One such communal house may contain from ten to twenty families with a
hundred or more men, women, and children, besides dogs, fowls, parrots,
and other creatures. When the house is built over the water, it is
commonly connected with the shore by a bridge; but in some places no
such bridge exists, and at high water the inmates can only communicate
with the shore by means of their canoes. The staple food of the people
is sago, which they extract from the sago-palm; but they also make use
of bread-fruit, together with millet, rice, and maize, whenever they can
obtain these cereals. Their flesh diet includes wild pigs, birds, fish,
and trepang. While some of them subsist mainly by fishing and commerce,
others devote themselves almost exclusively to the cultivation of their
gardens, which they lay out in clearings of the dense tropical forest,
employing chiefly axes and chopping-knives as their instruments of
tillage. Of ploughs they, like most savages, seem to know nothing. The
rice and other plants which they raise in these gardens are produced by
the dry method of cultivation. In hunting birds they employ chiefly bows
and arrows, but sometimes also snares. The arrows with which they shoot
the birds of paradise are blunted so as not to injure the splendid
plumage of the birds. Turtle-shells, feathers of the birds of paradise,
and trepang are among the principal articles which they barter with
traders for cotton-goods, knives, swords, axes, beads and so forth. They
display some skill and taste in wood-carving. The art of working in iron
has been introduced among them from abroad and is now extensively
practised by the men. They make large dug-out canoes with outriggers,
which seem to be very seaworthy, for they accomplish long voyages even
in stormy weather. The making of pottery, basket-work, and weaving,
together with pounding rice and cooking food, are the special business
of women. The men wear waistbands or loin-cloths made of bark, which is
beaten till it becomes as supple as leather. The women wear petticoats
or strips of blue cotton round their loins, and as ornaments they have
rings of silver, copper, or shell on their arms and legs.[483] Thus the
people have attained to a fair degree of barbaric culture.
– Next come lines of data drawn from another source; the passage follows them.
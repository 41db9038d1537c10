//! Ordering Strategies Module
//!
//! Built-in strategies plus name-based construction for configuration.

pub mod closure;
pub mod reverse;
pub mod sort;

// Re-exports
pub use closure::{reverse_strategy, sort_strategy, FnStrategy};
pub use reverse::ReverseStrategy;
pub use sort::SortStrategy;

use crate::traits::{OrderStrategy, OrderingError};
use std::fmt;
use std::str::FromStr;

/// Available strategy types
#[derive(Debug, Clone, Copy, PartialEq, Eq)]
pub enum StrategyKind {
    Sort,
    Reverse,
}

impl StrategyKind {
    /// Get the strategy name
    pub fn name(&self) -> &'static str {
        match self {
            Self::Sort => "sort",
            Self::Reverse => "reverse",
        }
    }

    /// List all available strategy names
    pub fn available() -> Vec<&'static str> {
        vec!["sort", "reverse"]
    }
}

impl FromStr for StrategyKind {
    type Err = OrderingError;

    /// Parse strategy type from string (case-insensitive, ignores `-` and `_`)
    fn from_str(s: &str) -> Result<Self, Self::Err> {
        match s.trim().to_lowercase().replace(['-', '_'], "").as_str() {
            "sort" => Ok(Self::Sort),
            "reverse" => Ok(Self::Reverse),
            _ => Err(OrderingError::UnknownStrategy {
                name: s.to_string(),
                available: Self::available().join(", "),
            }),
        }
    }
}

impl fmt::Display for StrategyKind {
    fn fmt(&self, f: &mut fmt::Formatter<'_>) -> fmt::Result {
        f.write_str(self.name())
    }
}

/// Factory function to create strategies based on type
pub fn create_strategy(kind: &StrategyKind) -> Box<dyn OrderStrategy> {
    match kind {
        StrategyKind::Sort => Box::new(SortStrategy),
        StrategyKind::Reverse => Box::new(ReverseStrategy),
    }
}

#[cfg(test)]
mod tests {
    use super::*;

    #[test]
    fn test_parse_strategy_kind() {
        assert_eq!("sort".parse::<StrategyKind>(), Ok(StrategyKind::Sort));
        assert_eq!("SORT".parse::<StrategyKind>(), Ok(StrategyKind::Sort));
        assert_eq!(" reverse ".parse::<StrategyKind>(), Ok(StrategyKind::Reverse));
        assert_eq!("Re-Verse".parse::<StrategyKind>(), Ok(StrategyKind::Reverse));
        assert_eq!("re_verse".parse::<StrategyKind>(), Ok(StrategyKind::Reverse));
    }

    #[test]
    fn test_unknown_strategy_lists_available() {
        let err = "shuffle".parse::<StrategyKind>().unwrap_err();
        assert_eq!(
            err.to_string(),
            "Unknown strategy: 'shuffle'. Available strategies: sort, reverse"
        );
    }

    #[test]
    fn test_names_round_trip() {
        for name in StrategyKind::available() {
            let kind: StrategyKind = name.parse().unwrap();
            assert_eq!(kind.name(), name);
            assert_eq!(kind.to_string(), name);
        }
    }

    #[test]
    fn test_create_strategy() {
        let data = vec!["b".to_string(), "c".to_string(), "a".to_string()];

        let sort = create_strategy(&StrategyKind::Sort);
        assert_eq!(sort.name(), "sort");
        assert_eq!(sort.order(data.clone()), vec!["a", "b", "c"]);

        let reverse = create_strategy(&StrategyKind::Reverse);
        assert_eq!(reverse.name(), "reverse");
        assert_eq!(reverse.order(data), vec!["a", "c", "b"]);
    }
}
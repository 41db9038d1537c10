//! Strategy Demo Binary
//!
//! Orders one data set with a chain of strategies, swapping the active
//! strategy on a single context between runs.
//!
//! Usage:
//!   STRATEGY_NAME=sort,reverse ./strategy_demo   # Via environment variable
//!   ./strategy_demo reverse sort                 # Via CLI arguments
//!   ./strategy_demo                              # From config/ordering_config.yaml

use anyhow::Result;
use ordering::{init_tracing_with_level, OrderingConfig, StrategyKind};
use strategy_cases::bin_common::cli::STRATEGY_NAME_ENV;
use strategy_cases::bin_common::{
    load_config_from_env, parse_args, resolve_strategy_names, ChainRunner, ConfigType, DemoRunner,
    RunConfig, StrategySource,
};
use tracing::info;

fn main() -> Result<()> {
    // Load config
    let config_path = load_config_from_env(ConfigType::Ordering);
    let config = OrderingConfig::load(&config_path)?;

    // Initialize logging
    init_tracing_with_level(&config.log_level);
    config.log();

    // Determine the strategy chain
    // Priority: STRATEGY_NAME env var > CLI args > config file
    let env_value = std::env::var(STRATEGY_NAME_ENV).ok();
    let args = parse_args();
    let (source, names) = resolve_strategy_names(env_value.as_deref(), &args, &config.strategies);
    match source {
        StrategySource::Env => info!("Strategies from {} env var", STRATEGY_NAME_ENV),
        StrategySource::Args => info!("Strategies from CLI arguments"),
        StrategySource::Config => info!("Strategies from {}", config_path.display()),
    }

    let chain = names
        .iter()
        .map(|name| name.parse::<StrategyKind>())
        .collect::<Result<Vec<_>, _>>()?;

    let run_config = RunConfig::new("Strategy Demo")
        .with_description("Context orders data using a strategy it knows nothing about");
    let mut runner = ChainRunner::new(run_config, config.data.clone(), chain);
    runner.execute()
}
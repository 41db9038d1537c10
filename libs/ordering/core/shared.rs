//! Thread-shared strategy context
//!
//! Wraps a [`Context`] in a read-write lock so one context can be shared by
//! several callers. Strategy swaps take the write lock; ordering takes the
//! read lock, so concurrent queries never observe a half-installed strategy.

use super::Context;
use crate::traits::OrderStrategy;
use parking_lot::RwLock;
use std::sync::Arc;

/// Cloneable handle to a lock-protected [`Context`]
#[derive(Clone, Debug)]
pub struct SharedContext {
    inner: Arc<RwLock<Context>>,
}

impl SharedContext {
    /// Create a new shared context with an initial strategy
    pub fn new(strategy: Box<dyn OrderStrategy>) -> Self {
        Self::from_context(Context::new(strategy))
    }

    /// Share an existing context
    pub fn from_context(context: Context) -> Self {
        Self {
            inner: Arc::new(RwLock::new(context)),
        }
    }

    /// Replace the active strategy for every handle
    pub fn set_strategy(&self, strategy: Box<dyn OrderStrategy>) {
        self.inner.write().set_strategy(strategy);
    }

    /// Name of the active strategy
    pub fn strategy_name(&self) -> String {
        self.inner.read().strategy_name().to_string()
    }

    /// Order the data with the strategy installed at call time
    pub fn do_order<I, S>(&self, data: I) -> Vec<String>
    where
        I: IntoIterator<Item = S>,
        S: Into<String>,
    {
        self.inner.read().do_order(data)
    }

    /// Recover the context if this is the last handle
    ///
    /// Returns the handle back when other clones are still alive.
    pub fn into_inner(self) -> Result<Context, Self> {
        Arc::try_unwrap(self.inner)
            .map(|lock| lock.into_inner())
            .map_err(|inner| Self { inner })
    }
}

#[cfg(test)]
mod tests {
    use super::*;
    use crate::strategies::{ReverseStrategy, SortStrategy};
    use std::thread;

    #[test]
    fn test_swap_visible_through_clones() {
        let shared = SharedContext::new(Box::new(SortStrategy));
        let other = shared.clone();

        assert_eq!(other.do_order(["b", "a", "c"]), vec!["a", "b", "c"]);

        shared.set_strategy(Box::new(ReverseStrategy));
        assert_eq!(other.strategy_name(), "reverse");
        assert_eq!(other.do_order(["b", "a", "c"]), vec!["c", "a", "b"]);
    }

    #[test]
    fn test_swap_visible_across_threads() {
        let shared = SharedContext::new(Box::new(SortStrategy));

        let writer = shared.clone();
        thread::spawn(move || writer.set_strategy(Box::new(ReverseStrategy)))
            .join()
            .unwrap();

        assert_eq!(shared.do_order(["a", "b", "c"]), vec!["c", "b", "a"]);
    }

    #[test]
    fn test_concurrent_readers_see_a_whole_strategy() {
        let shared = SharedContext::new(Box::new(SortStrategy));
        let input = ["c", "a", "b"];

        let readers: Vec<_> = (0..4)
            .map(|_| {
                let reader = shared.clone();
                thread::spawn(move || {
                    (0..100)
                        .map(|_| reader.do_order(input))
                        .collect::<Vec<_>>()
                })
            })
            .collect();

        for i in 0..100 {
            if i % 2 == 0 {
                shared.set_strategy(Box::new(ReverseStrategy));
            } else {
                shared.set_strategy(Box::new(SortStrategy));
            }
        }

        for reader in readers {
            for result in reader.join().unwrap() {
                assert!(result == ["a", "b", "c"] || result == ["b", "a", "c"]);
            }
        }
    }

    #[test]
    fn test_into_inner() {
        let shared = SharedContext::new(Box::new(SortStrategy));
        let other = shared.clone();

        let shared = shared.into_inner().unwrap_err();
        drop(other);

        let context = shared.into_inner().unwrap();
        assert_eq!(context.strategy_name(), "sort");
    }
}
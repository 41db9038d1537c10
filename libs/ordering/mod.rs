//! # Ordering
//!
//! Interchangeable ordering strategies behind a single delegating context.
//!
//! ## Features
//!
//! - **Pluggable strategies**: anything implementing [`OrderStrategy`] can be installed
//! - **Runtime swapping**: replace the active strategy at any time, last write wins
//! - **Closure strategies**: wrap plain closures with [`FnStrategy`]
//! - **Shared contexts**: [`SharedContext`] serializes swaps and queries across threads
//!
//! ## Example
//!
//! ```rust
//! use ordering::{Context, ReverseStrategy, SortStrategy};
//!
//! let mut context = Context::new(Box::new(SortStrategy));
//! assert_eq!(context.do_order(["b", "d", "a"]), vec!["a", "b", "d"]);
//!
//! context.set_strategy(Box::new(ReverseStrategy));
//! assert_eq!(context.do_order(["b", "d", "a"]), vec!["a", "d", "b"]);
//! ```

pub mod config;
pub mod core;
pub mod logging;
pub mod strategies;
pub mod traits;

// Re-export all traits
pub use traits::*;

// Re-export strategies
pub use strategies::{
    create_strategy, reverse_strategy, sort_strategy, FnStrategy, ReverseStrategy, SortStrategy,
    StrategyKind,
};

// Re-export core context types
pub use crate::core::{Context, SharedContext, SAMPLE_DATA};

pub use config::{ConfigError, OrderingConfig};
pub use logging::init_tracing_with_level;

/// Type alias for Result with OrderingError
pub type Result<T> = std::result::Result<T, traits::OrderingError>;
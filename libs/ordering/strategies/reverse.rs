//! Reversed element ordering

use crate::traits::OrderStrategy;

/// Inverts the element order of the sequence (last element first)
#[derive(Debug, Clone, Copy, Default, PartialEq, Eq)]
pub struct ReverseStrategy;

impl OrderStrategy for ReverseStrategy {
    fn name(&self) -> &str {
        "reverse"
    }

    fn order(&self, mut data: Vec<String>) -> Vec<String> {
        data.reverse();
        data
    }
}
//! CLI utilities for binaries
//!
//! Handles configuration loading and environment variables
//! for all binary executables.

use std::path::PathBuf;

/// Environment variable holding a comma-separated strategy chain
pub const STRATEGY_NAME_ENV: &str = "STRATEGY_NAME";

/// Type of configuration to load
#[derive(Debug, Clone)]
pub enum ConfigType {
    /// Ordering configuration (ordering_config.yaml)
    Ordering,
    /// Custom path
    Custom(String),
}

impl ConfigType {
    /// Get the default path for this config type
    pub fn default_path(&self) -> &str {
        match self {
            ConfigType::Ordering => "config/ordering_config.yaml",
            ConfigType::Custom(path) => path,
        }
    }

    /// Get the environment variable name for this config type
    pub fn env_var_name(&self) -> &str {
        match self {
            ConfigType::Ordering => "ORDERING_CONFIG_PATH",
            ConfigType::Custom(_) => "CONFIG_PATH",
        }
    }
}

/// Load configuration path from environment or use default
///
/// # Arguments
/// * `config_type` - Type of configuration to load
///
/// # Returns
/// Path to the configuration file
///
/// # Examples
/// ```
/// use strategy_cases::bin_common::{load_config_from_env, ConfigType};
///
/// let path = load_config_from_env(ConfigType::Ordering);
/// ```
pub fn load_config_from_env(config_type: ConfigType) -> PathBuf {
    std::env::var(config_type.env_var_name())
        .unwrap_or_else(|_| config_type.default_path().to_string())
        .into()
}

/// Parse command line arguments for a binary
///
/// Returns a vector of arguments (excluding the program name)
pub fn parse_args() -> Vec<String> {
    std::env::args().skip(1).collect()
}

/// Where the strategy chain came from
#[derive(Debug, Clone, Copy, PartialEq, Eq)]
pub enum StrategySource {
    Env,
    Args,
    Config,
}

/// Pick the strategy chain
///
/// Priority: `STRATEGY_NAME` env value (comma-separated) > CLI args > config file.
/// Blank entries are dropped; a source that yields nothing falls through.
pub fn resolve_strategy_names(
    env_value: Option<&str>,
    args: &[String],
    config: &[String],
) -> (StrategySource, Vec<String>) {
    if let Some(value) = env_value {
        let names = split_names(value.split(','));
        if !names.is_empty() {
            return (StrategySource::Env, names);
        }
    }

    let names = split_names(args.iter().map(String::as_str));
    if !names.is_empty() {
        return (StrategySource::Args, names);
    }

    (StrategySource::Config, config.to_vec())
}

fn split_names<'a>(names: impl Iterator<Item = &'a str>) -> Vec<String> {
    names
        .map(str::trim)
        .filter(|name| !name.is_empty())
        .map(str::to_string)
        .collect()
}
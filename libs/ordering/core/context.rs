//! Strategy context
//!
//! Holds the active ordering strategy and delegates ordering work to it.
//! The context never inspects which strategy is installed.

use crate::traits::OrderStrategy;
use std::fmt;
use tracing::debug;

/// Sequence ordered by [`Context::do_business_logic`]
pub const SAMPLE_DATA: [&str; 5] = ["a", "b", "c", "d", "e"];

/// Context that delegates ordering to a swappable strategy
pub struct Context {
    strategy: Box<dyn OrderStrategy>,
}

impl Context {
    /// Create a new context with an initial strategy
    pub fn new(strategy: Box<dyn OrderStrategy>) -> Self {
        debug!("Context created with strategy '{}'", strategy.name());
        Self { strategy }
    }

    /// Replace the active strategy
    ///
    /// Every subsequent call to [`do_order`](Self::do_order) uses the new strategy.
    pub fn set_strategy(&mut self, strategy: Box<dyn OrderStrategy>) {
        debug!(
            "Strategy changed: '{}' -> '{}'",
            self.strategy.name(),
            strategy.name()
        );
        self.strategy = strategy;
    }

    /// Name of the active strategy
    pub fn strategy_name(&self) -> &str {
        self.strategy.name()
    }

    /// Order the data with whichever strategy is installed right now
    pub fn do_order<I, S>(&self, data: I) -> Vec<String>
    where
        I: IntoIterator<Item = S>,
        S: Into<String>,
    {
        let data: Vec<String> = data.into_iter().map(Into::into).collect();
        debug!(
            "Ordering {} items with strategy '{}'",
            data.len(),
            self.strategy.name()
        );
        self.strategy.order(data)
    }

    /// Order [`SAMPLE_DATA`] without knowing which strategy does the work
    pub fn do_business_logic(&self) -> Vec<String> {
        debug!("Ordering sample data with strategy '{}'", self.strategy.name());
        self.do_order(SAMPLE_DATA)
    }
}

impl fmt::Debug for Context {
    fn fmt(&self, f: &mut fmt::Formatter<'_>) -> fmt::Result {
        f.debug_struct("Context")
            .field("strategy", &self.strategy.name())
            .finish()
    }
}
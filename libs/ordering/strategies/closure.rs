//! Closure-backed strategies
//!
//! Lets a plain function or closure act as an [`OrderStrategy`] without
//! declaring a dedicated type for it.

use crate::traits::OrderStrategy;
use std::fmt;

/// Strategy backed by a closure
pub struct FnStrategy<F> {
    name: String,
    func: F,
}

impl<F> FnStrategy<F>
where
    F: Fn(Vec<String>) -> Vec<String> + Send + Sync,
{
    /// Create a new closure strategy
    ///
    /// # Arguments
    /// * `name` - Name reported for logging
    /// * `func` - The ordering function
    pub fn new(name: impl Into<String>, func: F) -> Self {
        Self {
            name: name.into(),
            func,
        }
    }
}

impl<F> OrderStrategy for FnStrategy<F>
where
    F: Fn(Vec<String>) -> Vec<String> + Send + Sync,
{
    fn name(&self) -> &str {
        &self.name
    }

    fn order(&self, data: Vec<String>) -> Vec<String> {
        (self.func)(data)
    }
}

impl<F> fmt::Debug for FnStrategy<F> {
    fn fmt(&self, f: &mut fmt::Formatter<'_>) -> fmt::Result {
        f.debug_struct("FnStrategy").field("name", &self.name).finish()
    }
}

/// Closure equivalent of [`SortStrategy`](super::SortStrategy)
pub fn sort_strategy() -> FnStrategy<impl Fn(Vec<String>) -> Vec<String> + Send + Sync> {
    FnStrategy::new("sort", |mut data: Vec<String>| {
        data.sort();
        data
    })
}

/// Closure equivalent of [`ReverseStrategy`](super::ReverseStrategy)
pub fn reverse_strategy() -> FnStrategy<impl Fn(Vec<String>) -> Vec<String> + Send + Sync> {
    FnStrategy::new("reverse", |mut data: Vec<String>| {
        data.reverse();
        data
    })
}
[Sidenote: Fear of ghosts. Ideas of the spirit-world.]

Now it is significant that among these comparatively advanced savages
the fear of ghosts and the reverence entertained for them have developed
into something which might almost be called a systematic worship of the
dead. As to their fear of ghosts I will quote the evidence of a Dutch
missionary, Mr. J. L. van Hasselt, who lived for many years among them
and is the author of a grammar and dictionary of their language. He
says: "That a great fear of ghosts prevails among the Papuans is
intelligible. Even by day they are reluctant to pass a grave, but
nothing would induce them to do so by night. For the dead are then
roaming about in their search for gambier and tobacco, and they may also
sail out to sea in a canoe. Some of the departed, above all the
so-called _Mambrie_ or heroes, inspire them with especial fear. In such
cases for some days after the burial you may hear about sunset a
simultaneous and horrible din in all the houses of all the villages, a
yelling, screaming, beating and throwing of sticks; happily the uproar
does not last long: its intention is to compel the ghost to take himself
off: they have given him all that befits him, namely, a grave, a funeral
banquet, and funeral ornaments; and now they beseech him not to thrust
himself on their observation any more, not to breathe any sickness upon
the survivors, and not to kill them or 'fetch' them, as the Papuans put
it. Their ideas of the spirit-world are very vague. Their usual answer
to such questions is, 'We know not.' If you press them, they will
commonly say that the spirit realm is under the earth or under the
bottom of the sea. Everything there is as it is in the upper world, only
the vegetation down below is more luxuriant, and all plants grow faster.
Their fear of death and their helpless wailing over the dead indicate
that the misty kingdom of the shades offers but little that is
consolatory to the Papuan at his departure from this world."[484]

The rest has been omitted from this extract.